System Design: Collaborative Document Editing — Operational Transformation and CRDT (2025)

Requirements and Core Challenge

Functional: multiple users edit the same document simultaneously, changes from all users are reflected in real time, document state is eventually consistent across all clients, full edit history preserved. Non-functional: < 100ms latency for local edits to appear, eventual consistency across all connected clients, handle network partitions (offline editing + sync on reconnect), support documents up to 1M characters. The core challenge: concurrent edits from different users can conflict. User A inserts "X" at position 5 while User B deletes character at position 5 – who wins, and how does each client converge to the same final state?

Operational Transformation (OT)

OT approach: each edit is an Operation (INSERT char at position, DELETE char at position). When two operations are concurrent (happened before either was acknowledged by the server), transform one against the other to adjust positions. Example: A inserts at pos 5, B deletes at pos 5. After A’s insert: B’s delete should now target pos 6 (shifted by the insert). OT requires a central server to serialize operations and broadcast transformed versions. Google Docs uses OT.

def transform(op1, op2):
    # op1 is applied first (server-received order), transform op2 against it
    if op1["type"] == "insert" and op2["type"] == "insert":
        if op1["pos"] <= op2["pos"]:
            op2["pos"] += 1  # op1 inserted before op2: shift op2 right
    elif op1["type"] == "insert" and op2["type"] == "delete":
        if op1["pos"] <= op2["pos"]:
            op2["pos"] += 1
    elif op1["type"] == "delete" and op2["type"] == "insert":
        if op1["pos"] < op2["pos"]:
            op2["pos"] -= 1
    elif op1["type"] == "delete" and op2["type"] == "delete":
        if op1["pos"] < op2["pos"]:
            op2["pos"] -= 1
        elif op1["pos"] == op2["pos"]:
            op2["type"] = "noop"  # both deleted same char
    return op2

CRDT (Conflict-free Replicated Data Type)

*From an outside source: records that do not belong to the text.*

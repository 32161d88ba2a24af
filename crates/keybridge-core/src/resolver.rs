//! Keysym resolution
//!
//! Pure functions turning host key data into keysyms. Every lookup is total:
//! anything that cannot be mapped comes back as `None` and is dropped by the
//! coalescer.

use crate::keysym::Keysym;
use crate::tables::{self, SHIFTED_KEYSYMS, UNSHIFTED_KEYSYMS};

/// Marker introducing an embedded Unicode escape in a symbolic identifier.
const UNICODE_MARKER: &str = "U+";

/// Highest valid Unicode codepoint.
const MAX_CODEPOINT: u32 = 0x10_FFFF;

/// Resolve a raw host key code.
///
/// With shift active, an override from the shifted table wins; every other
/// code falls back to the unshifted table.
pub fn keysym_from_raw_code(code: u32, shift: bool) -> Option<Keysym> {
    if shift {
        if let Some(keysym) = tables::lookup_code(SHIFTED_KEYSYMS, code) {
            return keysym;
        }
    }
    tables::lookup_code(UNSHIFTED_KEYSYMS, code).flatten()
}

/// Resolve a typed character code.
///
/// - `0x00..=0x1F` and `0x7F..=0x9F` become `0xFF00 | codepoint`
/// - `0x20..=0xFF` map to themselves
/// - `0x100..=0x10FFFF` become `0x0100_0000 | codepoint`
///
/// Values beyond the Unicode range have no keysym.
pub fn keysym_from_char_code(codepoint: u32) -> Option<Keysym> {
    if is_control_character(codepoint) {
        return Some(Keysym::new(Keysym::CONTROL_CHAR_BASE | codepoint));
    }

    match codepoint {
        0x20..=0xFF => Some(Keysym::new(codepoint)),
        0x100..=MAX_CODEPOINT => Some(Keysym::new(Keysym::UNICODE_BASE | codepoint)),
        _ => None,
    }
}

/// Resolve a symbolic key identifier.
///
/// Identifiers embedding a `U+XXXX` escape are decoded and case-folded
/// (lowercase unless shift is held) before going through
/// [`keysym_from_char_code`]. Anything else is looked up verbatim in the
/// identifier table, independent of shift.
pub fn keysym_from_identifier(identifier: &str, shift: bool) -> Option<Keysym> {
    if identifier.contains(UNICODE_MARKER) {
        let codepoint = embedded_codepoint(identifier)?;
        return keysym_from_char_code(fold_case(codepoint, shift));
    }

    tables::lookup_identifier(identifier).flatten()
}

/// Whether an identifier names a key that types a character.
///
/// Only identifiers with a decodable `U+` escape of a non-control codepoint
/// count; named keys such as `Enter` are never typable.
pub fn is_typable(identifier: &str) -> bool {
    match embedded_codepoint(identifier) {
        Some(codepoint) => !is_control_character(codepoint),
        None => false,
    }
}

/// C0 and C1 control characters, DEL included.
pub fn is_control_character(codepoint: u32) -> bool {
    codepoint <= 0x1F || (0x7F..=0x9F).contains(&codepoint)
}

/// Decode the hex digits following the first `U+` in `identifier`.
///
/// Trailing garbage after the digits is ignored, so `U+0041x` still decodes.
/// An escape without any hex digits, or one that overflows, yields `None`.
fn embedded_codepoint(identifier: &str) -> Option<u32> {
    let start = identifier.find(UNICODE_MARKER)? + UNICODE_MARKER.len();
    let rest = &identifier[start..];

    let digits_len = rest
        .char_indices()
        .find(|(_, c)| !c.is_ascii_hexdigit())
        .map_or(rest.len(), |(idx, _)| idx);

    if digits_len == 0 {
        return None;
    }

    u32::from_str_radix(&rest[..digits_len], 16).ok()
}

/// Lowercase (unshifted) or uppercase (shifted) a codepoint.
///
/// Only single-character mappings are applied. Codepoints that are not valid
/// chars, or whose case mapping expands to several chars, keep their first
/// mapped char or stay as they are.
fn fold_case(codepoint: u32, shift: bool) -> u32 {
    let Some(c) = char::from_u32(codepoint) else {
        return codepoint;
    };

    let folded = if shift {
        c.to_uppercase().next()
    } else {
        c.to_lowercase().next()
    };

    folded.map_or(codepoint, u32::from)
}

CRDT approach: design the data structure so that any order of operation application converges to the same result – no transformation needed. For text editing: assign each character a globally unique ID (user_id + logical_clock). Characters are ordered by their IDs, not positions. Insert: “insert character C after character with ID X”. Delete: mark character C as deleted (tombstone) – never actually remove it (order is preserved). Since IDs are globally unique and total order on IDs is defined, any permutation of applying operations produces the same final document state. Figma, Notion use CRDT-based approaches. Advantage over OT: works peer-to-peer without central server; supports offline edits that sync on reconnect. Disadvantage: tombstoned characters accumulate (garbage collection needed), more complex implementation.

Architecture: Server-Side OT with WebSocket

# Server maintains authoritative document state
class DocumentServer:
    def __init__(self, doc_id: str):
        self.doc_id = doc_id
        self.content = []   # list of chars
        self.history = []   # list of operations (revision log)
        self.revision = 0

    def apply_operation(self, op: dict, client_revision: int) -> dict:
        # Transform op against all operations since client_revision
        for server_op in self.history[client_revision:]:
            op = transform(op, server_op)

        # Apply to document
        if op["type"] == "insert":
            self.content.insert(op["pos"], op["char"])
        elif op["type"] == "delete" and op["type"] != "noop":
            if op["pos"] < len(self.content):
                del self.content[op["pos"]]

        self.history.append(op)
        self.revision += 1
        return {"op": op, "revision": self.revision}

    def broadcast(self, op: dict, sender_conn_id: str):
        # Send transformed op to all other connected clients
        for conn_id, conn in self.connections.items():
            if conn_id != sender_conn_id:
                conn.send({"type": "op", "op": op, "revision": self.revision})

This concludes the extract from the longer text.